Она повернула свою голову, ее лицо было бледным под завернутыми полями шляпы. Но Жак внезапно замолчал.

Земля стала влажной, и передние копыта Мезрура тяжело ступали, когда он поднимался по усыпанной листьями тропинке вверх.

Жак был теперь ближе, но оставался позади нее.

— Скажи мне, почему холмы называются Даунс — «низы»? Это глупо. Почему не Апс — «верхи»?

София засмеялась:

— Я, в самом деле, не знаю.

Тропинка пересекала склон, и для них было достаточно места, чтобы идти бок о бок.

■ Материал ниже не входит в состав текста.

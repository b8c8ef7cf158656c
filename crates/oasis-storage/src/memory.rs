use std::sync::RwLock;

use oasis_core::{AssessmentId, AssessmentRecord};

use crate::error::StorageError;
use crate::repository::{self, AssessmentRepository};

/// Process-local repository, for tests and one-shot hosts.
#[derive(Debug, Default)]
pub struct InMemoryRepository {
    records: RwLock<Vec<AssessmentRecord>>,
}

impl InMemoryRepository {
    pub fn new() -> Self {
        Self::default()
    }

    pub fn with_records(records: Vec<AssessmentRecord>) -> Self {
        Self {
            records: RwLock::new(records),
        }
    }
}

impl AssessmentRepository for InMemoryRepository {
    fn append(&self, record: AssessmentRecord) -> Result<(), StorageError> {
        let mut records = self.records.write().map_err(|_| StorageError::Poisoned)?;
        repository::append_unique(&mut records, record)
    }

    fn list(&self) -> Result<Vec<AssessmentRecord>, StorageError> {
        let records = self.records.read().map_err(|_| StorageError::Poisoned)?;
        Ok(records.clone())
    }

    fn remove(&self, id: AssessmentId) -> Result<AssessmentRecord, StorageError> {
        let mut records = self.records.write().map_err(|_| StorageError::Poisoned)?;
        repository::take(&mut records, id)
    }
}
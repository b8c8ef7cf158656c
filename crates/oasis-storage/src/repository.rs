use oasis_core::{AssessmentId, AssessmentRecord};

use crate::error::StorageError;

/// The saved-assessment collection.
///
/// Records are immutable once appended; a correction is a new record.
/// `list` returns records in insertion order.
pub trait AssessmentRepository: Send + Sync {
    /// Store a new record. Fails with [`StorageError::Duplicate`] if its
    /// id is already present.
    fn append(&self, record: AssessmentRecord) -> Result<(), StorageError>;

    fn list(&self) -> Result<Vec<AssessmentRecord>, StorageError>;

    /// Delete a record. Fails with [`StorageError::NotFound`] for an
    /// unknown id.
    fn remove(&self, id: AssessmentId) -> Result<AssessmentRecord, StorageError>;

    fn get(&self, id: AssessmentId) -> Result<AssessmentRecord, StorageError> {
        self.list()?
            .into_iter()
            .find(|r| r.id == id)
            .ok_or(StorageError::NotFound { id })
    }
}

pub(crate) fn append_unique(
    records: &mut Vec<AssessmentRecord>,
    record: AssessmentRecord,
) -> Result<(), StorageError> {
    if records.iter().any(|r| r.id == record.id) {
        return Err(StorageError::Duplicate { id: record.id });
    }
    records.push(record);
    Ok(())
}

pub(crate) fn take(
    records: &mut Vec<AssessmentRecord>,
    id: AssessmentId,
) -> Result<AssessmentRecord, StorageError> {
    let index = records
        .iter()
        .position(|r| r.id == id)
        .ok_or(StorageError::NotFound { id })?;
    Ok(records.remove(index))
}
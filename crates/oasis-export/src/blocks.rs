use jiff::civil::DateTime;
use oasis_core::AssessmentId;
use oasis_instruments::scoring::ClassificationResult;
use serde::{Deserialize, Serialize};

use crate::ExportFormat;
use crate::format;

#[derive(Debug, Clone, Copy, PartialEq, Eq, Serialize, Deserialize)]
#[serde(rename_all = "snake_case")]
pub enum Unit {
    Centimeters,
    Kilograms,
    KilogramsPerSquareMeter,
    Seconds,
    Percent,
    Points,
    Years,
}

impl Unit {
    pub fn suffix(&self) -> &'static str {
        match self {
            Unit::Centimeters => "cm",
            Unit::Kilograms => "kg",
            Unit::KilogramsPerSquareMeter => "kg/m²",
            Unit::Seconds => "s",
            Unit::Percent => "%",
            Unit::Points => "pontos",
            Unit::Years => "anos",
        }
    }
}

/// One unit of report content.
#[derive(Debug, Clone, PartialEq, Serialize, Deserialize)]
#[serde(tag = "kind", rename_all = "snake_case")]
pub enum ReportBlock {
    SectionHeader {
        title: String,
    },
    /// Sub-group inside a section (e.g. grip strength under functional tests).
    GroupHeader {
        title: String,
    },
    LabeledPair {
        label: String,
        value: String,
        unit: Option<Unit>,
    },
    ClassifiedPair {
        label: String,
        value: String,
        unit: Option<Unit>,
        classification: ClassificationResult,
    },
    FreeText {
        text: String,
    },
    /// Render time. Not clinical content.
    Footer {
        generated_at: DateTime,
    },
}

impl ReportBlock {
    /// Value with its unit suffix, for pair blocks.
    pub fn display_value(&self) -> Option<String> {
        match self {
            ReportBlock::LabeledPair { value, unit, .. }
            | ReportBlock::ClassifiedPair { value, unit, .. } => {
                Some(format::with_unit(value, *unit))
            }
            _ => None,
        }
    }

    pub fn is_header(&self) -> bool {
        matches!(
            self,
            ReportBlock::SectionHeader { .. } | ReportBlock::GroupHeader { .. }
        )
    }
}

/// The assembled report for one assessment.
#[derive(Debug, Clone, PartialEq, Serialize, Deserialize)]
pub struct ReportDocument {
    pub assessment_id: AssessmentId,
    /// `avaliacao_<name>_<creation millis>`, without extension.
    pub file_stem: String,
    pub blocks: Vec<ReportBlock>,
}

impl ReportDocument {
    /// The suggested PDF filename.
    pub fn filename(&self) -> String {
        self.filename_for(ExportFormat::Pdf)
    }

    pub fn filename_for(&self, format: ExportFormat) -> String {
        format!("{}.{}", self.file_stem, format.extension())
    }

    /// Every block except the render-time footer.
    pub fn content(&self) -> Vec<&ReportBlock> {
        self.blocks
            .iter()
            .filter(|b| !matches!(b, ReportBlock::Footer { .. }))
            .collect()
    }

    pub fn section_titles(&self) -> Vec<&str> {
        self.blocks
            .iter()
            .filter_map(|b| match b {
                ReportBlock::SectionHeader { title } => Some(title.as_str()),
                _ => None,
            })
            .collect()
    }

    pub fn generated_at(&self) -> Option<DateTime> {
        self.blocks.iter().find_map(|b| match b {
            ReportBlock::Footer { generated_at } => Some(*generated_at),
            _ => None,
        })
    }
}
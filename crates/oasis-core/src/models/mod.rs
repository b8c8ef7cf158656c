pub mod assessment;
pub mod id;
pub mod patient;
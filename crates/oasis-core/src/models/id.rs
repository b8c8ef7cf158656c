use std::fmt;
use std::str::FromStr;

use serde::{Deserialize, Serialize};
use ts_rs::TS;
use uuid::{Builder, NoContext, Timestamp, Uuid};

/// Identifier of one assessment.
///
/// Backed by a UUIDv7, whose leading 48 bits are the Unix creation time in
/// milliseconds. The creation instant is therefore part of the identifier
/// and never needs to be stored separately.
#[derive(Debug, Clone, Copy, PartialEq, Eq, Hash, PartialOrd, Ord, Serialize, Deserialize, TS)]
#[serde(transparent)]
#[ts(export)]
pub struct AssessmentId(Uuid);

impl AssessmentId {
    /// Stamp a fresh identifier with the current time.
    pub fn new() -> Self {
        Self(Uuid::now_v7())
    }

    /// Build an identifier created at `millis` since the Unix epoch.
    /// Instants before the epoch clamp to the epoch.
    pub fn from_millis(millis: i64) -> Self {
        let millis = u64::try_from(millis).unwrap_or(0);
        let subsec_nanos = ((millis % 1_000) * 1_000_000) as u32;
        let ts = Timestamp::from_unix(NoContext, millis / 1_000, subsec_nanos);
        Self(Uuid::new_v7(ts))
    }

    /// Deterministic identifier for `millis`: the same instant always
    /// yields the same id. For records that predate UUID identifiers and
    /// were keyed by their creation instant alone.
    pub fn at_millis(millis: i64) -> Self {
        let millis = u64::try_from(millis).unwrap_or(0);
        Self(Builder::from_unix_timestamp_millis(millis, &[0; 10]).into_uuid())
    }

    /// Creation time in milliseconds since the Unix epoch.
    ///
    /// Identifiers that do not carry a timestamp (parsed from a non-v7
    /// UUID) report 0.
    pub fn created_at_millis(&self) -> i64 {
        self.0
            .get_timestamp()
            .map(|ts| {
                let (secs, nanos) = ts.to_unix();
                secs as i64 * 1_000 + i64::from(nanos / 1_000_000)
            })
            .unwrap_or(0)
    }

    pub fn created_at(&self) -> jiff::Timestamp {
        jiff::Timestamp::from_millisecond(self.created_at_millis())
            .unwrap_or(jiff::Timestamp::UNIX_EPOCH)
    }

    pub fn as_uuid(&self) -> &Uuid {
        &self.0
    }
}

impl Default for AssessmentId {
    fn default() -> Self {
        Self::new()
    }
}

impl From<Uuid> for AssessmentId {
    fn from(uuid: Uuid) -> Self {
        Self(uuid)
    }
}

impl fmt::Display for AssessmentId {
    fn fmt(&self, f: &mut fmt::Formatter<'_>) -> fmt::Result {
        self.0.hyphenated().fmt(f)
    }
}

impl FromStr for AssessmentId {
    type Err = uuid::Error;

    fn from_str(s: &str) -> Result<Self, Self::Err> {
        Uuid::parse_str(s.trim()).map(Self)
    }
}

— Возможно, они были названы людьми, пришедшими сюда с более высоких мест на севере, под названием Вилд. Если ты едешь со стороны Вилда и проходишь через ущелье в холмах, направляясь на юг, ты спускаешься вниз.

— Куда мы направляемся?

— К одному красивому месту, чтобы насладиться видом. Поверь, это замечательное место.

— Я уже очарован видом.

Он потянулся и положил свои пальцы на ее затянутую в перчатку руку. Ей казалось, что ее рука потерялась в его большой ладони, но он сжал ее нежно, как будто это было нечто хрупкое, которое могло быть раздавлено, если применить слишком много силы. София не отняла руки, но секундой позже движение лошадей разлучило их, и она подарила ему взгляд из-под ресниц, который говорил ему, что она испытывает то же, что и он, когда они касаются друг друга. Никакие произнесенные вслух слова не могли сравниться с молчаливым диалогом их глаз.

Жак почувствовал возбуждение от того, что она сдержала слово и отправилась с ним, потому что сегодня была суббота, и вместо этого она могла принять приглашение в Бирлингдин. Лично ему это давало большое преимущество перед Себастьяном Кулом. Для всего деревенского сообщества, над которым она главенствовала, это означало, что за леди Гамильтон из Клифтона ухаживает виконт де Серней, и, согласившись поехать с ним верхом одна, она приняла это ухаживание.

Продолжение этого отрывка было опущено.